- Both poverty and economic inequality are bad for health.
- Persistent poverty in Northern Ireland (21% before housing costs) is double that in Great Britain (GB) (9%).
- In January 2010, 43,000 children in Northern Ireland were living in severe poverty.
- There are four main reasons for higher persistent poverty in Northern Ireland: high levels of unemployment, high rates of disability and limiting long-term illness, low wages, poor quality part-time jobs and obstacles to working mothers.
Poverty is an important risk factor for illness and premature death. It affects health directly and indirectly in many ways, for example:
- financial strain;
- poorer housing, living environments and diet;
- limited access to employment, services and opportunities.

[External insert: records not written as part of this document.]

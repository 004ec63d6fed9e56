//! Core types for the Trellis constraint solver.
//!
//! This crate defines:
//! - Variables and the allocator that gives them identity
//! - Linear expressions and their operator overloads
//! - Constraints, relations and strengths
//! - The solver error type

mod constraint;
mod error;
mod expression;
mod ops;
mod variable;

pub use constraint::{Constraint, ConstraintId, Relation, Strength};
pub use error::{Result, SolverError};
pub use expression::{near_zero, Expression, TermChange, EPSILON};
pub use variable::{Variable, VariableAllocator, VariableKind};
//! Operator overloads for building expressions.
//!
//! `Variable`, `Expression` and `f64` combine with `+`, `-`, `*` and `/`
//! into an [`Expression`]. Multiplying two expressions is not supported:
//! the solver only handles linear terms.

use std::ops::{Add, AddAssign, Div, Mul, MulAssign, Neg, Sub, SubAssign};

use crate::expression::Expression;
use crate::variable::Variable;

impl AddAssign<Expression> for Expression {
    fn add_assign(&mut self, rhs: Expression) {
        self.add_expression(&rhs, 1.0, |_, _| {});
    }
}

impl AddAssign<Variable> for Expression {
    fn add_assign(&mut self, rhs: Variable) {
        self.add_variable(rhs, 1.0);
    }
}

impl AddAssign<f64> for Expression {
    fn add_assign(&mut self, rhs: f64) {
        self.increase_constant(rhs);
    }
}

impl SubAssign<Expression> for Expression {
    fn sub_assign(&mut self, rhs: Expression) {
        self.add_expression(&rhs, -1.0, |_, _| {});
    }
}

impl SubAssign<Variable> for Expression {
    fn sub_assign(&mut self, rhs: Variable) {
        self.add_variable(rhs, -1.0);
    }
}

impl SubAssign<f64> for Expression {
    fn sub_assign(&mut self, rhs: f64) {
        self.increase_constant(-rhs);
    }
}

impl MulAssign<f64> for Expression {
    fn mul_assign(&mut self, rhs: f64) {
        self.multiply(rhs);
    }
}

impl Neg for Expression {
    type Output = Expression;

    fn neg(mut self) -> Expression {
        self.negate();
        self
    }
}

impl Neg for Variable {
    type Output = Expression;

    fn neg(self) -> Expression {
        Expression::from_term(self, -1.0)
    }
}

impl Mul<f64> for Expression {
    type Output = Expression;

    fn mul(mut self, rhs: f64) -> Expression {
        self.multiply(rhs);
        self
    }
}

impl Mul<Expression> for f64 {
    type Output = Expression;

    fn mul(self, rhs: Expression) -> Expression {
        rhs * self
    }
}

impl Mul<f64> for Variable {
    type Output = Expression;

    fn mul(self, rhs: f64) -> Expression {
        Expression::from_term(self, rhs)
    }
}

impl Mul<Variable> for f64 {
    type Output = Expression;

    fn mul(self, rhs: Variable) -> Expression {
        Expression::from_term(rhs, self)
    }
}

impl Div<f64> for Expression {
    type Output = Expression;

    fn div(mut self, rhs: f64) -> Expression {
        self.multiply(1.0 / rhs);
        self
    }
}

impl Div<f64> for Variable {
    type Output = Expression;

    fn div(self, rhs: f64) -> Expression {
        Expression::from_term(self, 1.0 / rhs)
    }
}

/// `Add` and `Sub` for every left operand that converts into an
/// expression, against every right operand `AddAssign`/`SubAssign` accept.
macro_rules! impl_additive {
    ($lhs:ty => $($rhs:ty),+) => {
        $(
            impl Add<$rhs> for $lhs {
                type Output = Expression;

                fn add(self, rhs: $rhs) -> Expression {
                    let mut expr: Expression = self.into();
                    expr += rhs;
                    expr
                }
            }

            impl Sub<$rhs> for $lhs {
                type Output = Expression;

                fn sub(self, rhs: $rhs) -> Expression {
                    let mut expr: Expression = self.into();
                    expr -= rhs;
                    expr
                }
            }
        )+
    };
}

impl_additive!(Expression => Expression, Variable, f64);
impl_additive!(Variable => Expression, Variable, f64);
impl_additive!(f64 => Expression, Variable);

#[cfg(test)]
mod tests {
    use crate::variable::VariableAllocator;

    #[test]
    fn test_build_expression() {
        let mut alloc = VariableAllocator::new();
        let (v1, v2, v3) = (alloc.external(), alloc.external(), alloc.external());

        // 2*v1 + v2 - (v3 + 3)
        let expr = 2.0 * v1 + v2 - (v3 + 3.0);
        assert_eq!(expr.coefficient(v1), 2.0);
        assert_eq!(expr.coefficient(v2), 1.0);
        assert_eq!(expr.coefficient(v3), -1.0);
        assert_eq!(expr.constant(), -3.0);
    }

    #[test]
    fn test_cancellation_and_scaling() {
        let mut alloc = VariableAllocator::new();
        let (x, y) = (alloc.external(), alloc.external());

        let expr = (x + y - x) * 4.0 / 2.0;
        assert!(!expr.contains(x));
        assert_eq!(expr.coefficient(y), 2.0);

        let neg = -(10.0 - y);
        assert_eq!(neg.coefficient(y), 1.0);
        assert_eq!(neg.constant(), -10.0);
    }
}
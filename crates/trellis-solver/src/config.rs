//! Solver configuration.

/// Behaviour switches for a [`Solver`](crate::Solver).
#[derive(Debug, Clone, Copy, PartialEq, Eq)]
#[cfg_attr(feature = "serde", derive(serde::Serialize, serde::Deserialize))]
#[cfg_attr(feature = "serde", serde(default))]
pub struct SolverConfig {
    /// Re-optimize after every add, remove and strength change.
    ///
    /// When off, call [`Solver::solve`](crate::Solver::solve) before
    /// reading values.
    pub auto_solve: bool,
    /// Attach the conflicting constraints to a required-failure error.
    pub explain_failure: bool,
}

impl Default for SolverConfig {
    fn default() -> Self {
        Self {
            auto_solve: false,
            explain_failure: true,
        }
    }
}

impl SolverConfig {
    pub fn new() -> Self {
        Self::default()
    }

    pub fn with_auto_solve(mut self, auto_solve: bool) -> Self {
        self.auto_solve = auto_solve;
        self
    }

    pub fn with_explain_failure(mut self, explain_failure: bool) -> Self {
        self.explain_failure = explain_failure;
        self
    }
}

#[cfg(test)]
mod tests {
    use super::*;

    #[test]
    fn test_defaults() {
        let config = SolverConfig::default();
        assert!(!config.auto_solve);
        assert!(config.explain_failure);

        let config = SolverConfig::new()
            .with_auto_solve(true)
            .with_explain_failure(false);
        assert!(config.auto_solve);
        assert!(!config.explain_failure);
    }
}
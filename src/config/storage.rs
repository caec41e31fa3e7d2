//! Storage configuration types.

use serde::Deserialize;

/// SQLite command ledger configuration.
#[derive(Debug, Clone, PartialEq, Deserialize)]
#[serde(default)]
pub struct StorageConfig {
    /// Database file path. Parent directories are created on open.
    pub path: String,
    /// Pool size.
    pub max_connections: u32,
    /// How long a writer waits for the database lock before failing.
    pub busy_timeout_ms: u64,
    /// Use write-ahead logging so readers don't block the writer.
    pub wal: bool,
}

impl Default for StorageConfig {
    fn default() -> Self {
        Self {
            path: "./data/ledger.db".to_string(),
            max_connections: 16,
            busy_timeout_ms: 5000,
            wal: true,
        }
    }
}
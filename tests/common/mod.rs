//! Shared utilities for integration tests.
//!
//! Every test gets its own SQLite file in a temporary directory, a savings
//! `accounts` table and a handler for deposits, withdrawals and notes.

#![allow(dead_code)]

use std::sync::Arc;

use async_trait::async_trait;
use http::Method;
use serde_json::{json, Value};
use sqlx::SqliteConnection;
use tempfile::TempDir;

use cmdledger::config::{BatchConfig, StorageConfig};
use cmdledger::interfaces::command_handler::Result;
use cmdledger::interfaces::{CommandError, CommandHandler, FieldViolation, HandlerRegistry};
use cmdledger::services::batch::RouteTable;
use cmdledger::storage::init_storage;
use cmdledger::utils::bootstrap::try_init_tracing;
use cmdledger::{
    BatchCoordinator, CommandAdmission, CommandDescriptor, CommandResult, Principal,
    SqliteCommandLedger,
};

pub const ENTITY: &str = "SAVINGSACCOUNT";
pub const DEPOSIT: &str = "DEPOSIT";
pub const WITHDRAWAL: &str = "WITHDRAWAL";
pub const NOTE: &str = "NOTE";
pub const INSUFFICIENT_BALANCE_CODE: &str = "error.msg.savingsaccount.insufficient.balance";

const CREATE_ACCOUNTS: &str = r#"
CREATE TABLE accounts (
    id INTEGER PRIMARY KEY AUTOINCREMENT,
    balance INTEGER NOT NULL DEFAULT 0
)"#;

const CREATE_ACCOUNT_TRANSACTIONS: &str = r#"
CREATE TABLE account_transactions (
    id INTEGER PRIMARY KEY AUTOINCREMENT,
    account_id INTEGER NOT NULL,
    kind TEXT NOT NULL,
    amount INTEGER NOT NULL
)"#;

const CREATE_NOTES: &str = r#"
CREATE TABLE notes (
    id INTEGER PRIMARY KEY AUTOINCREMENT,
    account_id INTEGER NOT NULL,
    note TEXT NOT NULL
)"#;

/// Deposits, withdrawals and notes against `accounts`.
pub struct AccountHandler {
    action: &'static str,
}

impl AccountHandler {
    pub fn new(action: &'static str) -> Self {
        Self { action }
    }
}

fn amount_of(command: &CommandDescriptor) -> Option<i64> {
    command.field("transactionAmount").and_then(Value::as_i64)
}

async fn balance_of(conn: &mut SqliteConnection, account_id: i64) -> Result<i64> {
    let balance: Option<i64> = sqlx::query_scalar("SELECT balance FROM accounts WHERE id = ?")
        .bind(account_id)
        .fetch_optional(&mut *conn)
        .await?;
    balance.ok_or(CommandError::ResourceNotFound {
        entity: "SavingsAccount".to_string(),
        id: account_id,
    })
}

#[async_trait]
impl CommandHandler for AccountHandler {
    fn validate(&self, command: &CommandDescriptor) -> Result<()> {
        if self.action == NOTE {
            return match command.field("note").and_then(Value::as_str) {
                Some(note) if !note.is_empty() => Ok(()),
                _ => Err(CommandError::validation(FieldViolation::new(
                    "note",
                    "validation.msg.note.cannot.be.blank",
                    "The parameter `note` is mandatory.",
                ))),
            };
        }
        match amount_of(command) {
            Some(amount) if amount > 0 => Ok(()),
            _ => Err(CommandError::validation(FieldViolation::new(
                "transactionAmount",
                "validation.msg.savingsaccount.transaction.transactionAmount.not.greater.than.zero",
                "The parameter `transactionAmount` must be greater than 0.",
            ))),
        }
    }

    async fn execute(
        &self,
        conn: &mut SqliteConnection,
        command: &CommandDescriptor,
        _principal: &Principal,
    ) -> Result<CommandResult> {
        let account_id = command.entity_id.unwrap_or_default();
        let balance = balance_of(conn, account_id).await?;

        if self.action == NOTE {
            let note = command
                .field("note")
                .and_then(Value::as_str)
                .unwrap_or_default();
            let done = sqlx::query("INSERT INTO notes (account_id, note) VALUES (?, ?)")
                .bind(account_id)
                .bind(note)
                .execute(&mut *conn)
                .await?;
            let note_id = done.last_insert_rowid();
            return Ok(CommandResult::with_resource_id(account_id).sub_resource(note_id));
        }

        let amount = amount_of(command).unwrap_or_default();
        let delta = if self.action == WITHDRAWAL {
            if balance < amount {
                return Err(CommandError::domain_rule(
                    INSUFFICIENT_BALANCE_CODE,
                    "Insufficient account balance.",
                ));
            }
            -amount
        } else {
            amount
        };

        sqlx::query("UPDATE accounts SET balance = balance + ? WHERE id = ?")
            .bind(delta)
            .bind(account_id)
            .execute(&mut *conn)
            .await?;
        let done = sqlx::query(
            "INSERT INTO account_transactions (account_id, kind, amount) VALUES (?, ?, ?)",
        )
        .bind(account_id)
        .bind(self.action)
        .bind(amount)
        .execute(&mut *conn)
        .await?;

        Ok(CommandResult::with_resource_id(account_id)
            .sub_resource(done.last_insert_rowid())
            .change("balance", balance + delta))
    }
}

pub fn handlers() -> HandlerRegistry {
    HandlerRegistry::new()
        .register(DEPOSIT, ENTITY, Arc::new(AccountHandler::new(DEPOSIT)))
        .register(
            WITHDRAWAL,
            ENTITY,
            Arc::new(AccountHandler::new(WITHDRAWAL)),
        )
        .register(NOTE, ENTITY, Arc::new(AccountHandler::new(NOTE)))
}

pub fn routes() -> RouteTable {
    RouteTable::new()
        .route(
            Method::POST,
            "savingsaccounts/{id}/transactions?command=deposit",
            DEPOSIT,
            ENTITY,
        )
        .route(
            Method::POST,
            "savingsaccounts/{id}/transactions?command=withdrawal",
            WITHDRAWAL,
            ENTITY,
        )
        .route(Method::POST, "savingsaccounts/{id}/notes", NOTE, ENTITY)
}

/// A ledger in a fresh temporary directory with the account tables in place.
pub struct TestLedger {
    pub dir: TempDir,
    pub ledger: SqliteCommandLedger,
}

impl TestLedger {
    pub async fn new() -> Self {
        try_init_tracing();
        let dir = tempfile::tempdir().expect("Failed to create temp dir");
        let config = StorageConfig {
            path: dir.path().join("ledger.db").to_string_lossy().into_owned(),
            ..StorageConfig::default()
        };
        let ledger = init_storage(&config)
            .await
            .expect("Failed to open ledger");

        for ddl in [CREATE_ACCOUNTS, CREATE_ACCOUNT_TRANSACTIONS, CREATE_NOTES] {
            sqlx::query(ddl)
                .execute(ledger.pool())
                .await
                .expect("Failed to create account tables");
        }

        Self { dir, ledger }
    }

    pub fn admission(&self) -> Arc<CommandAdmission> {
        Arc::new(CommandAdmission::new(self.ledger.clone(), handlers()))
    }

    pub fn coordinator(&self) -> BatchCoordinator {
        BatchCoordinator::new(self.admission(), routes(), BatchConfig::default())
    }

    pub async fn open_account(&self, balance: i64) -> i64 {
        sqlx::query("INSERT INTO accounts (balance) VALUES (?)")
            .bind(balance)
            .execute(self.ledger.pool())
            .await
            .expect("Failed to open account")
            .last_insert_rowid()
    }

    pub async fn balance(&self, account_id: i64) -> i64 {
        sqlx::query_scalar("SELECT balance FROM accounts WHERE id = ?")
            .bind(account_id)
            .fetch_one(self.ledger.pool())
            .await
            .expect("Failed to read balance")
    }

    pub async fn transaction_count(&self, account_id: i64) -> i64 {
        sqlx::query_scalar("SELECT COUNT(*) FROM account_transactions WHERE account_id = ?")
            .bind(account_id)
            .fetch_one(self.ledger.pool())
            .await
            .expect("Failed to count transactions")
    }

    pub async fn ledger_count(&self) -> i64 {
        sqlx::query_scalar("SELECT COUNT(*) FROM command_attempts")
            .fetch_one(self.ledger.pool())
            .await
            .expect("Failed to count command attempts")
    }
}

pub fn maker() -> Principal {
    Principal::new(1, "mifos")
}

pub fn transaction(action: &str, account_id: i64, amount: i64) -> CommandDescriptor {
    CommandDescriptor::new(action, ENTITY)
        .with_entity_id(account_id)
        .with_href(format!(
            "/savingsaccounts/{account_id}/transactions?command={}",
            action.to_lowercase()
        ))
        .with_payload(json!({ "transactionAmount": amount, "locale": "en" }))
}

pub fn deposit(account_id: i64, amount: i64) -> CommandDescriptor {
    transaction(DEPOSIT, account_id, amount)
}

pub fn withdrawal(account_id: i64, amount: i64) -> CommandDescriptor {
    transaction(WITHDRAWAL, account_id, amount)
}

Poor health can also cause poverty. In Northern Ireland, research on poverty carried out in 2006 found that 20% of the population was living in relative income poverty (where the household income is less than 60% of the median UK household income for the year in question) over the period 2002/03–2004/05.
Across Northern Ireland, the PHA is working in partnership with voluntary and statutory sector partners on a range of initiatives to support vulnerable groups who may not traditionally access services.

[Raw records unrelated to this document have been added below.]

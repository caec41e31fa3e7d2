//! Maps admission failures to a stable, structured error taxonomy.
//!
//! The same failure class always yields the same `code`. `category` tells a
//! caller whether to treat the failure as "already submitted", "try again
//! later", or "fix the request".

use http::StatusCode;
use serde::{Deserialize, Serialize};
use serde_json::{json, Value};

use crate::interfaces::CommandError;
use crate::services::admission::AdmissionError;

pub const DUPLICATE_SUBMISSION_CODE: &str = "error.msg.command.duplicate.submission";
pub const COMMAND_NOT_FOUND_CODE: &str = "error.msg.command.id.invalid";
pub const ATTEMPT_NOT_FOUND_CODE: &str = "error.msg.command.attempt.not.found";
pub const UNSUPPORTED_COMMAND_CODE: &str = "error.msg.command.unsupported";
pub const VALIDATION_CODE: &str = "validation.msg.validation.errors.exist";
pub const STORAGE_UNAVAILABLE_CODE: &str = "error.msg.storage.unavailable";

/// How a caller should react to an error.
#[derive(Debug, Clone, Copy, PartialEq, Eq, Serialize, Deserialize)]
#[serde(rename_all = "SCREAMING_SNAKE_CASE")]
pub enum ErrorCategory {
    /// The idempotency key is already claimed; the command is in flight or done.
    Duplicate,
    /// The store could not be reached; the same request may succeed later.
    Transient,
    /// The request itself is wrong; retrying it unchanged will fail again.
    Permanent,
}

/// Structured failure detail, persisted on failed records and returned to callers.
#[derive(Debug, Clone, PartialEq, Serialize, Deserialize)]
#[serde(rename_all = "camelCase")]
pub struct ErrorInfo {
    pub status_code: u16,
    pub code: String,
    pub message: String,
    #[serde(default, skip_serializing_if = "Vec::is_empty")]
    pub parameters: Vec<Value>,
    pub category: ErrorCategory,
}

impl ErrorInfo {
    pub fn new(
        status: StatusCode,
        code: impl Into<String>,
        message: impl Into<String>,
        category: ErrorCategory,
    ) -> Self {
        Self {
            status_code: status.as_u16(),
            code: code.into(),
            message: message.into(),
            parameters: Vec::new(),
            category,
        }
    }

    pub fn with_parameters(mut self, parameters: Vec<Value>) -> Self {
        self.parameters = parameters;
        self
    }

    pub fn status(&self) -> StatusCode {
        StatusCode::from_u16(self.status_code).unwrap_or(StatusCode::INTERNAL_SERVER_ERROR)
    }

    /// JSON body for API responses.
    pub fn to_body(&self) -> Value {
        serde_json::to_value(self).unwrap_or_else(|_| json!({ "code": self.code }))
    }
}

/// Translate an admission failure into its stable error triple.
pub fn translate_error(failure: &AdmissionError) -> ErrorInfo {
    match failure {
        AdmissionError::DuplicateSubmission {
            action_name,
            entity_name,
            idempotency_key,
            prior,
        } => {
            let mut parameters = vec![json!(idempotency_key)];
            if let Some(prior) = prior {
                parameters.push(json!({
                    "commandId": prior.id,
                    "status": prior.status.as_str(),
                    "resultStatusCode": prior.result_status_code,
                    "body": prior.outcome_body(),
                }));
            }
            ErrorInfo::new(
                StatusCode::CONFLICT,
                DUPLICATE_SUBMISSION_CODE,
                format!(
                    "The {action_name} {entity_name} request with idempotency key \
                     {idempotency_key} was already submitted"
                ),
                ErrorCategory::Duplicate,
            )
            .with_parameters(parameters)
        }
        AdmissionError::CommandNotFound(command_id) => ErrorInfo::new(
            StatusCode::NOT_FOUND,
            COMMAND_NOT_FOUND_CODE,
            format!("Command with identifier {command_id} does not exist"),
            ErrorCategory::Permanent,
        )
        .with_parameters(vec![json!(command_id)]),
        AdmissionError::AttemptNotFound {
            action_name,
            entity_name,
            idempotency_key,
        } => ErrorInfo::new(
            StatusCode::NOT_FOUND,
            ATTEMPT_NOT_FOUND_CODE,
            format!(
                "No {action_name} {entity_name} command with idempotency key {idempotency_key}"
            ),
            ErrorCategory::Permanent,
        )
        .with_parameters(vec![json!(idempotency_key)]),
        AdmissionError::UnsupportedCommand {
            action_name,
            entity_name,
        } => ErrorInfo::new(
            StatusCode::BAD_REQUEST,
            UNSUPPORTED_COMMAND_CODE,
            format!("Command {action_name} on {entity_name} is not supported"),
            ErrorCategory::Permanent,
        ),
        AdmissionError::Validation(violations) => validation_info(violations),
        AdmissionError::Execution { source, .. } => translate_command_error(source),
        AdmissionError::StorageUnavailable(e) => storage_unavailable(e.to_string()),
    }
}

fn translate_command_error(error: &CommandError) -> ErrorInfo {
    match error {
        CommandError::Validation(violations) => validation_info(violations),
        CommandError::DomainRule {
            code,
            message,
            parameters,
            status_code,
        } => ErrorInfo {
            status_code: *status_code,
            code: code.clone(),
            message: message.clone(),
            parameters: parameters.clone(),
            category: ErrorCategory::Permanent,
        },
        CommandError::ResourceNotFound { entity, id } => ErrorInfo::new(
            StatusCode::NOT_FOUND,
            format!("error.msg.{}.id.invalid", entity.to_lowercase()),
            error.to_string(),
            ErrorCategory::Permanent,
        )
        .with_parameters(vec![json!(id)]),
        CommandError::Database(e) => storage_unavailable(e.to_string()),
    }
}

fn validation_info(violations: &[crate::interfaces::FieldViolation]) -> ErrorInfo {
    ErrorInfo::new(
        StatusCode::BAD_REQUEST,
        VALIDATION_CODE,
        "Validation errors exist.",
        ErrorCategory::Permanent,
    )
    .with_parameters(
        violations
            .iter()
            .filter_map(|v| serde_json::to_value(v).ok())
            .collect(),
    )
}

fn storage_unavailable(detail: String) -> ErrorInfo {
    ErrorInfo::new(
        StatusCode::SERVICE_UNAVAILABLE,
        STORAGE_UNAVAILABLE_CODE,
        format!("Storage unavailable: {detail}"),
        ErrorCategory::Transient,
    )
}
//! Abstract interfaces for cmdledger collaborators.
//!
//! These traits define the contracts for:
//! - Business logic (the domain rules a reserved command runs)

pub mod command_handler;

pub use command_handler::{CommandError, CommandHandler, FieldViolation, HandlerRegistry};
//! Application configuration.
//!
//! Aggregates configuration from all modules into a single Config struct
//! that can be loaded from YAML files or environment variables.

mod batch;
mod storage;

pub use batch::BatchConfig;
pub use storage::StorageConfig;

use serde::Deserialize;

/// Default configuration file name.
pub const DEFAULT_CONFIG_FILE: &str = "config.yaml";
/// Environment variable for configuration file path.
pub const CONFIG_ENV_VAR: &str = "CMDLEDGER_CONFIG";
/// Prefix for configuration environment variables.
pub const CONFIG_ENV_PREFIX: &str = "CMDLEDGER";
/// Environment variable for logging configuration.
pub const LOG_ENV_VAR: &str = "CMDLEDGER_LOG";

/// Errors raised while loading configuration.
#[derive(Debug, thiserror::Error)]
pub enum ConfigError {
    #[error("Failed to load configuration: {0}")]
    Load(#[from] ::config::ConfigError),

    #[error("Invalid YAML configuration: {0}")]
    Yaml(#[from] serde_yaml::Error),
}

/// Main application configuration.
#[derive(Debug, Clone, Default, PartialEq, Deserialize)]
#[serde(default)]
pub struct Config {
    /// Command ledger storage.
    pub storage: StorageConfig,
    /// Batch execution limits.
    pub batch: BatchConfig,
}

impl Config {
    /// Load configuration from file and environment.
    ///
    /// Configuration sources (in order of priority, later overrides earlier):
    /// 1. `config.yaml` in current directory (if exists)
    /// 2. File specified by `path` argument (if provided)
    /// 3. File specified by `CONFIG_ENV_VAR` environment variable (if set)
    /// 4. Environment variables with `CONFIG_ENV_PREFIX` prefix
    pub fn load(path: Option<&str>) -> Result<Self, ConfigError> {
        use ::config::{Config as ConfigLib, Environment, File, FileFormat};

        let mut builder = ConfigLib::builder()
            .add_source(File::new(DEFAULT_CONFIG_FILE, FileFormat::Yaml).required(false));

        if let Some(config_path) = path {
            builder = builder.add_source(File::new(config_path, FileFormat::Yaml).required(true));
        }

        if let Ok(config_path) = std::env::var(CONFIG_ENV_VAR) {
            builder = builder.add_source(File::new(&config_path, FileFormat::Yaml).required(true));
        }

        let config = builder
            .add_source(
                Environment::with_prefix(CONFIG_ENV_PREFIX)
                    .separator("__")
                    .try_parsing(true),
            )
            .build()?;

        Ok(config.try_deserialize()?)
    }

    /// Parse configuration from a YAML document, without consulting the environment.
    pub fn from_yaml(yaml: &str) -> Result<Self, ConfigError> {
        Ok(serde_yaml::from_str(yaml)?)
    }

    /// Create config for testing, with the ledger at `path`.
    pub fn for_test(path: impl Into<String>) -> Self {
        Self {
            storage: StorageConfig {
                path: path.into(),
                ..StorageConfig::default()
            },
            batch: BatchConfig::default(),
        }
    }
}

#[cfg(test)]
mod tests {
    use super::*;

    #[test]
    fn test_config_default() {
        let config = Config::default();
        assert_eq!(config.storage.path, "./data/ledger.db");
        assert_eq!(config.storage.max_connections, 16);
        assert_eq!(config.storage.busy_timeout_ms, 5000);
        assert!(config.storage.wal);
        assert_eq!(config.batch.max_requests, 200);
    }

    #[test]
    fn test_from_yaml_overrides_only_given_fields() {
        let config = Config::from_yaml(
            r#"
storage:
  path: /tmp/ledger.db
  wal: false
batch:
  max_requests: 5
"#,
        )
        .unwrap();

        assert_eq!(config.storage.path, "/tmp/ledger.db");
        assert!(!config.storage.wal);
        assert_eq!(config.storage.max_connections, 16);
        assert_eq!(config.batch.max_requests, 5);
    }

    #[test]
    fn test_from_yaml_empty_document_is_default() {
        let config = Config::from_yaml("{}").unwrap();
        assert_eq!(config, Config::default());
    }

    #[test]
    fn test_from_yaml_rejects_wrong_types() {
        assert!(matches!(
            Config::from_yaml("batch:\n  max_requests: many\n"),
            Err(ConfigError::Yaml(_))
        ));
    }

    #[test]
    fn test_load_reads_explicit_file() {
        let dir = tempfile::tempdir().unwrap();
        let path = dir.path().join("ledger.yaml");
        std::fs::write(&path, "storage:\n  max_connections: 4\n").unwrap();

        let config = Config::load(path.to_str()).unwrap();
        assert_eq!(config.storage.max_connections, 4);
    }

    #[test]
    fn test_load_missing_explicit_file_fails() {
        assert!(Config::load(Some("/nonexistent/cmdledger.yaml")).is_err());
    }

    #[test]
    fn test_for_test_sets_path() {
        let config = Config::for_test("/tmp/x.db");
        assert_eq!(config.storage.path, "/tmp/x.db");
    }
}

Through the Advice 4 Health project, a collaboration between the PHA’s Northern Investing for Health (IfH) Partnership and the Citizens Advice Bureau (CAB), four specialist workers support vulnerable groups across a range of Health and Social Care settings, such as community rehabilitation centres, GP surgeries and local inpatient mental health units.
A programme funded by the Department of Agriculture and Rural Development (DARD) and coordinated by the PHA aims to improve the health and wellbeing of people living in the top 30% of rurally deprived super output areas (SOAs) by making them aware of, or helping them access, local services, grants or benefits.
Since 2006, advice has been provided to over 35,000 people across the Northern Health and Social Care Trust (HSCT) area through the ‘Advice 4 Health’ project – resulting in a minimum of £3.4m income maximisation being recovered for patients and clients.
The ‘Advice 4 Health’ project is sharing good practice with other stakeholders with a view to considering how this effective, integrated services model could be developed and expanded across Northern Ireland.